Monday, September 15, 2014

Since Wednesday

I dreamt about you three times since Wednesday. You are an entity formed of many characters, a sum greater than its parts. A whole? I hope not. If you are whole then I am unneeded, excluded. If you are a whole then I am a parasite, leeching off your love for my livelihood. Because you fill a void, this heart echoes hollow without your teeming thoughts for this heart to pour into itself. I am dying, crinkling up from loneliness; I need you to need me, need me, drink my mind, live for my elixir of ideas. Emptiness eats me from the inside out
                                                                                      So I keep sucking you up, a bottomless loveless
stomach

Friday, July 11, 2014

It's been a while since I posted....

... but I'm still alive! I just got caught up in other things...

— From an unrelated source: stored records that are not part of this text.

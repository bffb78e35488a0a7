//! Pure election computation functions.
//!
//! Deterministic, side-effect free helpers used by the lease lock and the
//! elector. Randomness is passed in so the timing math stays testable.

use crate::coordination::election::ElectionState;
use crate::coordination::types::Term;

/// Check whether a lease deadline has passed.
///
/// A deadline of 0 marks a released lease. The deadline itself is still
/// inside the lease, so reclaiming requires `now_ms > deadline_ms`.
#[inline]
pub fn is_lease_expired(deadline_ms: u64, now_ms: u64) -> bool {
    deadline_ms == 0 || now_ms > deadline_ms
}

/// Term for the next acquisition given the stored term, if any.
#[inline]
pub fn compute_next_term(current_term: Option<u64>) -> u64 {
    current_term.map_or(1, |t| t.saturating_add(1))
}

/// Add jitter to a base delay.
///
/// # Arguments
///
/// * `base_ms` - Base delay
/// * `jitter_factor` - Jitter as fraction of base (e.g., 0.2 for 20%)
/// * `random_value` - Random value in [0, 1]
///
/// # Returns
///
/// A delay in `[base_ms, base_ms * (1 + jitter_factor)]`.
#[inline]
pub fn compute_jittered_delay_ms(base_ms: u64, jitter_factor: f64, random_value: f64) -> u64 {
    let jitter_range = (base_ms as f64 * jitter_factor.max(0.0)) as u64;
    let jitter = (jitter_range as f64 * random_value.clamp(0.0, 1.0)) as u64;
    base_ms.saturating_add(jitter)
}

/// Exponential backoff for consecutive transient failures.
///
/// `attempt` 0 yields `base_ms`; each further attempt doubles, capped at `max_ms`.
#[inline]
pub fn compute_backoff_ms(attempt: u32, base_ms: u64, max_ms: u64) -> u64 {
    let factor = 1u64.checked_shl(attempt.min(32)).unwrap_or(u64::MAX);
    base_ms.saturating_mul(factor).min(max_ms.max(base_ms))
}

/// Whether a renewal cadence leaves room for at least one retry before expiry.
///
/// A crashed leader's lease is reclaimable `lease_duration_ms` after its last
/// renewal; the live leader must renew well inside that window.
#[inline]
pub fn is_renew_interval_safe(renew_interval_ms: u64, lease_duration_ms: u64) -> bool {
    renew_interval_ms > 0 && renew_interval_ms < lease_duration_ms
}

/// Time a renewal may take before the lease could be judged expired.
///
/// Returns `None` once `deadline_ms` is no longer in the future; a leader
/// must not act on a lease in that state. Otherwise the budget is the time
/// left, capped at `renew_interval_ms`.
#[inline]
pub fn compute_renew_budget_ms(deadline_ms: u64, now_ms: u64, renew_interval_ms: u64) -> Option<u64> {
    let remaining = deadline_ms.saturating_sub(now_ms);
    (remaining > 0).then(|| remaining.min(renew_interval_ms))
}

/// State after an acquisition attempt.
///
/// ```text
/// Some(term) -> Leading { term }
/// None       -> Standby
/// ```
#[inline]
pub fn compute_state_after_acquire(acquired: Option<Term>) -> ElectionState {
    match acquired {
        Some(term) => ElectionState::Leading { term },
        None => ElectionState::Standby,
    }
}

#[cfg(test)]
mod tests {
    use proptest::prelude::*;

    use super::*;

    #[test]
    fn test_released_lease_is_expired() {
        assert!(is_lease_expired(0, 0));
        assert!(is_lease_expired(0, 1_000));
    }

    #[test]
    fn test_deadline_boundary() {
        assert!(!is_lease_expired(1_000, 999));
        assert!(!is_lease_expired(1_000, 1_000));
        assert!(is_lease_expired(1_000, 1_001));
    }

    #[test]
    fn test_next_term() {
        assert_eq!(compute_next_term(None), 1);
        assert_eq!(compute_next_term(Some(41)), 42);
        assert_eq!(compute_next_term(Some(u64::MAX)), u64::MAX);
    }

    #[test]
    fn test_jittered_delay() {
        assert_eq!(compute_jittered_delay_ms(1000, 0.2, 0.0), 1000);
        assert_eq!(compute_jittered_delay_ms(1000, 0.2, 1.0), 1200);
        let mid = compute_jittered_delay_ms(1000, 0.2, 0.5);
        assert!((1000..=1200).contains(&mid));
    }

    #[test]
    fn test_backoff_progression() {
        assert_eq!(compute_backoff_ms(0, 100, 1_000), 100);
        assert_eq!(compute_backoff_ms(1, 100, 1_000), 200);
        assert_eq!(compute_backoff_ms(3, 100, 1_000), 800);
        assert_eq!(compute_backoff_ms(4, 100, 1_000), 1_000);
        assert_eq!(compute_backoff_ms(200, 100, 1_000), 1_000);
    }

    #[test]
    fn test_renew_interval_safety() {
        assert!(is_renew_interval_safe(5_000, 15_000));
        assert!(!is_renew_interval_safe(15_000, 15_000));
        assert!(!is_renew_interval_safe(0, 15_000));
    }

    #[test]
    fn test_renew_budget() {
        assert_eq!(compute_renew_budget_ms(10_000, 1_000, 5_000), Some(5_000));
        assert_eq!(compute_renew_budget_ms(10_000, 8_000, 5_000), Some(2_000));
        assert_eq!(compute_renew_budget_ms(10_000, 10_000, 5_000), None);
        assert_eq!(compute_renew_budget_ms(10_000, 12_000, 5_000), None);
        // Released records have no deadline to spend.
        assert_eq!(compute_renew_budget_ms(0, 1, 5_000), None);
    }

    #[test]
    fn test_state_after_acquire() {
        assert_eq!(compute_state_after_acquire(Some(Term(5))), ElectionState::Leading { term: Term(5) });
        assert_eq!(compute_state_after_acquire(None), ElectionState::Standby);
    }

    proptest! {
        #[test]
        fn prop_jitter_bounded(base in 0u64..1_000_000, factor in 0.0f64..1.0, r in any::<f64>()) {
            let delay = compute_jittered_delay_ms(base, factor, r);
            prop_assert!(delay >= base);
            prop_assert!(delay as f64 <= base as f64 * (1.0 + factor) + 1.0);
        }

        #[test]
        fn prop_backoff_within_bounds(attempt in 0u32..100, base in 1u64..10_000, max in 1u64..1_000_000) {
            let delay = compute_backoff_ms(attempt, base, max);
            prop_assert!(delay >= base.min(max.max(base)));
            prop_assert!(delay <= max.max(base));
        }

        #[test]
        fn prop_backoff_monotonic(attempt in 0u32..60, base in 1u64..10_000, max in 1u64..1_000_000) {
            prop_assert!(compute_backoff_ms(attempt, base, max) <= compute_backoff_ms(attempt + 1, base, max));
        }

        #[test]
        fn prop_renew_budget_never_crosses_deadline(deadline in 0u64..1_000_000, now in 0u64..1_000_000, renew in 1u64..100_000) {
            match compute_renew_budget_ms(deadline, now, renew) {
                Some(budget) => {
                    prop_assert!(budget > 0 && budget <= renew);
                    prop_assert!(now + budget <= deadline);
                }
                None => prop_assert!(deadline <= now),
            }
        }

        #[test]
        fn prop_next_term_increases(current in 0u64..u64::MAX) {
            prop_assert!(compute_next_term(Some(current)) > current);
        }
    }
}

You know how the cold steel carves into your heart. You know, I've seen your mangled soul. Trembling from toes to tip of the nose, you are the shell left after the monster scooped out your capacity to trust. Even your own thoughts lose their credibility in your eyes stripped of their shining filter. Everything is cardboard, false fronts, thin, crushable. You know that I know that the only thing either of us knows is that nothing can be known. We float in groundless space. We watch our bloody wounds drip into infinite abyss. The others, they are still living on islands of imagination. Would you give up your wisdom to heal? Would you re-smother yourself in innocence?

... so yeah, there's a brief poetical description of what's happened to me in the past year and a half.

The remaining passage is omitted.